El bacilo robado y otros incidentes & Cuentos del espacio y del tiempo
El bacilo robado y otros incidentes & Cuentos del espacio y del tiempo El viejo león estaba de suerte. La tribu tenía cierto orgullo de su jefe, pero ésa era toda la satisfacción que conseguía de él. Llegó la mismísima noche que Ugh-lomi mató a Uya, el astuto, y por eso le llamaron Uya. Un chaparrón había reducido los fuegos a un brillo oscureciendo la noche. Y mientras conversaban juntos y se miraban unos a otros en la oscuridad y se preguntaban aterrados lo que Uya les haría en sus sueños ahora que él estaba muerto, oyeron, muy cerca, el retumbar ascendente de los rugidos del león. Luego todo se quedó quieto. Contuvieron la respiración de forma que casi los únicos sonidos eran los del golpear de la lluvia y el susurro de las gotas de agua sobre las cenizas.
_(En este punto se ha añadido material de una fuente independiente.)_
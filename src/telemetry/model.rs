//! Typed telemetry records.
//!
//! Three record kinds live in the store:
//! - [`ToolCall`] — one tool invocation by an agent
//! - [`AgentDecision`] — one agent choice, with a confidence score
//! - [`CorrelationMetric`] — derived, links a decision to the calls it produced
//!
//! Submissions arrive as drafts ([`NewToolCall`], [`NewDecision`]) without an
//! id; the store assigns one when the record is appended.

use std::fmt;
use std::str::FromStr;

use chrono::{DateTime, Utc};
use serde::{Deserialize, Serialize};
use thiserror::Error;

// ---------------------------------------------------------------------------
// Call status
// ---------------------------------------------------------------------------

/// Outcome of a tool call.
#[derive(Debug, Clone, Copy, PartialEq, Eq, Hash, Serialize, Deserialize)]
#[serde(rename_all = "lowercase")]
pub enum CallStatus {
    Success,
    Failure,
    Timeout,
    Error,
}

impl CallStatus {
    /// All statuses, in dashboard display order.
    pub const ALL: [CallStatus; 4] = [
        CallStatus::Success,
        CallStatus::Failure,
        CallStatus::Timeout,
        CallStatus::Error,
    ];

    pub fn as_str(self) -> &'static str {
        match self {
            Self::Success => "success",
            Self::Failure => "failure",
            Self::Timeout => "timeout",
            Self::Error => "error",
        }
    }
}

impl fmt::Display for CallStatus {
    fn fmt(&self, f: &mut fmt::Formatter<'_>) -> fmt::Result {
        f.write_str(self.as_str())
    }
}

impl FromStr for CallStatus {
    type Err = ValidationError;

    fn from_str(s: &str) -> Result<Self, Self::Err> {
        match s.trim().to_ascii_lowercase().as_str() {
            "success" => Ok(Self::Success),
            "failure" => Ok(Self::Failure),
            "timeout" => Ok(Self::Timeout),
            "error" => Ok(Self::Error),
            other => Err(ValidationError::UnknownStatus(other.to_string())),
        }
    }
}

// ---------------------------------------------------------------------------
// Pattern type
// ---------------------------------------------------------------------------

/// Shape of the calls attached to a correlation.
#[derive(Debug, Clone, Copy, PartialEq, Eq, Serialize, Deserialize)]
#[serde(rename_all = "lowercase")]
pub enum PatternType {
    /// Exactly one related call.
    Single,
    /// More than one related call.
    Sequential,
}

impl PatternType {
    pub fn for_call_count(count: usize) -> Self {
        if count > 1 {
            Self::Sequential
        } else {
            Self::Single
        }
    }
}

impl fmt::Display for PatternType {
    fn fmt(&self, f: &mut fmt::Formatter<'_>) -> fmt::Result {
        match self {
            Self::Single => f.write_str("single"),
            Self::Sequential => f.write_str("sequential"),
        }
    }
}

// ---------------------------------------------------------------------------
// Stored records
// ---------------------------------------------------------------------------

/// A logged tool invocation.
#[derive(Debug, Clone, PartialEq, Serialize, Deserialize)]
pub struct ToolCall {
    pub id: String,
    pub tool_name: String,
    pub call_status: CallStatus,
    /// Call latency in milliseconds. Absent in some records; read as 0.
    #[serde(default, skip_serializing_if = "Option::is_none")]
    pub latency_ms: Option<f64>,
    pub agent_id: String,
    pub session_id: String,
    #[serde(default)]
    pub parameters: String,
    #[serde(default)]
    pub error_message: String,
    pub timestamp: DateTime<Utc>,
    #[serde(default)]
    pub response_data: String,
}

impl ToolCall {
    /// Latency with the missing-field default applied.
    pub fn latency(&self) -> f64 {
        self.latency_ms.unwrap_or(0.0)
    }

    pub fn is_success(&self) -> bool {
        self.call_status == CallStatus::Success
    }
}

/// A logged agent decision.
#[derive(Debug, Clone, PartialEq, Serialize, Deserialize)]
pub struct AgentDecision {
    pub id: String,
    pub agent_id: String,
    pub session_id: String,
    #[serde(default)]
    pub decision_type: String,
    #[serde(default)]
    pub decision_context: String,
    #[serde(default)]
    pub chosen_action: String,
    pub confidence_score: f64,
    #[serde(default)]
    pub outcome_success: bool,
    pub timestamp: DateTime<Utc>,
    #[serde(default)]
    pub related_tool_calls: Vec<String>,
}

/// A decision joined to the calls it produced.
///
/// `tool_call_ids` is never empty, and `pattern_type` is
/// [`PatternType::Sequential`] exactly when it holds more than one id.
#[derive(Debug, Clone, PartialEq, Serialize, Deserialize)]
pub struct CorrelationMetric {
    pub agent_id: String,
    pub session_id: String,
    pub decision_id: String,
    pub tool_call_ids: Vec<String>,
    pub correlation_strength: f64,
    pub success_rate: f64,
    pub avg_latency: f64,
    pub pattern_type: PatternType,
    pub timestamp: DateTime<Utc>,
}

// ---------------------------------------------------------------------------
// Submission drafts
// ---------------------------------------------------------------------------

/// A tool call as submitted, before the store assigns an id.
#[derive(Debug, Clone, PartialEq, Serialize, Deserialize)]
pub struct NewToolCall {
    pub tool_name: String,
    pub call_status: CallStatus,
    #[serde(default)]
    pub latency_ms: Option<f64>,
    pub agent_id: String,
    pub session_id: String,
    #[serde(default)]
    pub parameters: String,
    #[serde(default)]
    pub error_message: String,
    #[serde(default)]
    pub timestamp: Option<DateTime<Utc>>,
    #[serde(default)]
    pub response_data: String,
}

impl NewToolCall {
    pub fn validate(&self) -> Result<(), ValidationError> {
        require_non_empty("tool_name", &self.tool_name)?;
        require_non_empty("agent_id", &self.agent_id)?;
        require_non_empty("session_id", &self.session_id)?;
        if let Some(latency) = self.latency_ms
            && (!latency.is_finite() || latency < 0.0)
        {
            return Err(ValidationError::NegativeLatency(latency));
        }
        Ok(())
    }

    /// Turn the draft into a stored record.
    pub fn into_record(self, id: String, now: DateTime<Utc>) -> ToolCall {
        ToolCall {
            id,
            tool_name: self.tool_name,
            call_status: self.call_status,
            latency_ms: self.latency_ms,
            agent_id: self.agent_id,
            session_id: self.session_id,
            parameters: self.parameters,
            error_message: self.error_message,
            timestamp: self.timestamp.unwrap_or(now),
            response_data: self.response_data,
        }
    }
}

/// An agent decision as submitted, before the store assigns an id.
#[derive(Debug, Clone, PartialEq, Serialize, Deserialize)]
pub struct NewDecision {
    pub agent_id: String,
    pub session_id: String,
    #[serde(default)]
    pub decision_type: String,
    #[serde(default)]
    pub decision_context: String,
    #[serde(default)]
    pub chosen_action: String,
    pub confidence_score: f64,
    #[serde(default)]
    pub outcome_success: bool,
    #[serde(default)]
    pub timestamp: Option<DateTime<Utc>>,
    #[serde(default)]
    pub related_tool_calls: Vec<String>,
}

impl NewDecision {
    pub fn validate(&self) -> Result<(), ValidationError> {
        require_non_empty("agent_id", &self.agent_id)?;
        require_non_empty("session_id", &self.session_id)?;
        let score = self.confidence_score;
        if !score.is_finite() || !(0.0..=1.0).contains(&score) {
            return Err(ValidationError::ConfidenceOutOfRange(score));
        }
        Ok(())
    }

    pub fn into_record(self, id: String, now: DateTime<Utc>) -> AgentDecision {
        AgentDecision {
            id,
            agent_id: self.agent_id,
            session_id: self.session_id,
            decision_type: self.decision_type,
            decision_context: self.decision_context,
            chosen_action: self.chosen_action,
            confidence_score: self.confidence_score,
            outcome_success: self.outcome_success,
            timestamp: self.timestamp.unwrap_or(now),
            related_tool_calls: self.related_tool_calls,
        }
    }
}

// ---------------------------------------------------------------------------
// Validation
// ---------------------------------------------------------------------------

/// Reasons a submitted draft is rejected.
#[derive(Debug, Clone, PartialEq, Error)]
pub enum ValidationError {
    #[error("field `{0}` must not be empty")]
    EmptyField(&'static str),

    #[error("latency_ms must be a non-negative number, got {0}")]
    NegativeLatency(f64),

    #[error("confidence_score must be within [0, 1], got {0}")]
    ConfidenceOutOfRange(f64),

    #[error("unknown call status `{0}` (expected success, failure, timeout or error)")]
    UnknownStatus(String),
}

fn require_non_empty(field: &'static str, value: &str) -> Result<(), ValidationError> {
    if value.trim().is_empty() {
        Err(ValidationError::EmptyField(field))
    } else {
        Ok(())
    }
}

// ---------------------------------------------------------------------------
// Tests
// ---------------------------------------------------------------------------

#[cfg(test)]
mod tests {
    use super::*;

    fn draft_call() -> NewToolCall {
        NewToolCall {
            tool_name: "google:search".to_string(),
            call_status: CallStatus::Success,
            latency_ms: Some(120.0),
            agent_id: "agent-1".to_string(),
            session_id: "s1".to_string(),
            parameters: String::new(),
            error_message: String::new(),
            timestamp: None,
            response_data: String::new(),
        }
    }

    #[test]
    fn status_parses_case_insensitively() {
        assert_eq!("SUCCESS".parse::<CallStatus>(), Ok(CallStatus::Success));
        assert_eq!(" timeout ".parse::<CallStatus>(), Ok(CallStatus::Timeout));
        assert!("pending".parse::<CallStatus>().is_err());
    }

    #[test]
    fn pattern_type_follows_call_count() {
        assert_eq!(PatternType::for_call_count(1), PatternType::Single);
        assert_eq!(PatternType::for_call_count(2), PatternType::Sequential);
    }

    #[test]
    fn missing_latency_reads_as_zero() {
        let json = r#"{
            "id": "c1", "tool_name": "jira:update", "call_status": "failure",
            "agent_id": "a1", "session_id": "s1",
            "timestamp": "2025-01-15T10:00:00Z"
        }"#;
        let call: ToolCall = serde_json::from_str(json).unwrap();
        assert_eq!(call.latency_ms, None);
        assert_eq!(call.latency(), 0.0);
        assert!(call.parameters.is_empty());
    }

    #[test]
    fn call_draft_rejects_empty_tool_and_negative_latency() {
        let mut draft = draft_call();
        draft.tool_name = "  ".to_string();
        assert_eq!(draft.validate(), Err(ValidationError::EmptyField("tool_name")));

        let mut draft = draft_call();
        draft.latency_ms = Some(-1.0);
        assert!(matches!(
            draft.validate(),
            Err(ValidationError::NegativeLatency(_))
        ));

        assert!(draft_call().validate().is_ok());
    }

    #[test]
    fn decision_draft_rejects_out_of_range_confidence() {
        let draft = NewDecision {
            agent_id: "a1".to_string(),
            session_id: "s1".to_string(),
            decision_type: "tool_selection".to_string(),
            decision_context: String::new(),
            chosen_action: "google:search".to_string(),
            confidence_score: 1.5,
            outcome_success: true,
            timestamp: None,
            related_tool_calls: Vec::new(),
        };
        assert!(matches!(
            draft.validate(),
            Err(ValidationError::ConfidenceOutOfRange(_))
        ));
    }

    #[test]
    fn into_record_fills_timestamp_when_absent() {
        let now = Utc::now();
        let call = draft_call().into_record("id-1".to_string(), now);
        assert_eq!(call.id, "id-1");
        assert_eq!(call.timestamp, now);
    }

    #[test]
    fn correlation_serializes_pattern_lowercase() {
        let metric = CorrelationMetric {
            agent_id: "a1".to_string(),
            session_id: "s1".to_string(),
            decision_id: "d1".to_string(),
            tool_call_ids: vec!["c1".to_string(), "c2".to_string()],
            correlation_strength: 0.4,
            success_rate: 0.5,
            avg_latency: 200.0,
            pattern_type: PatternType::Sequential,
            timestamp: Utc::now(),
        };
        let json = serde_json::to_string(&metric).unwrap();
        assert!(json.contains("\"pattern_type\":\"sequential\""));
    }
}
Y luego, después de un tiempo interminable, un choque, un chillido de miedo y un gruñido. Se pusieron en pie de un salto, gritando, chillando, corriendo por aquí y por allí, pero las antorchas no ardían y en un minuto la víctima estaba siendo arrastrada a través de los helechos. Era Irk, el hermano de Wau.
Así fue como vino el león.
Los helechos estaban todavía húmedos de la lluvia la noche siguiente. Vino y se llevó a Click, el pelirrojo. Eso bastó durante dos noches. Luego en la oscuridad entre las lunas vino tres noches, noche tras noche, y eso a pesar de que tenían buenas hogueras.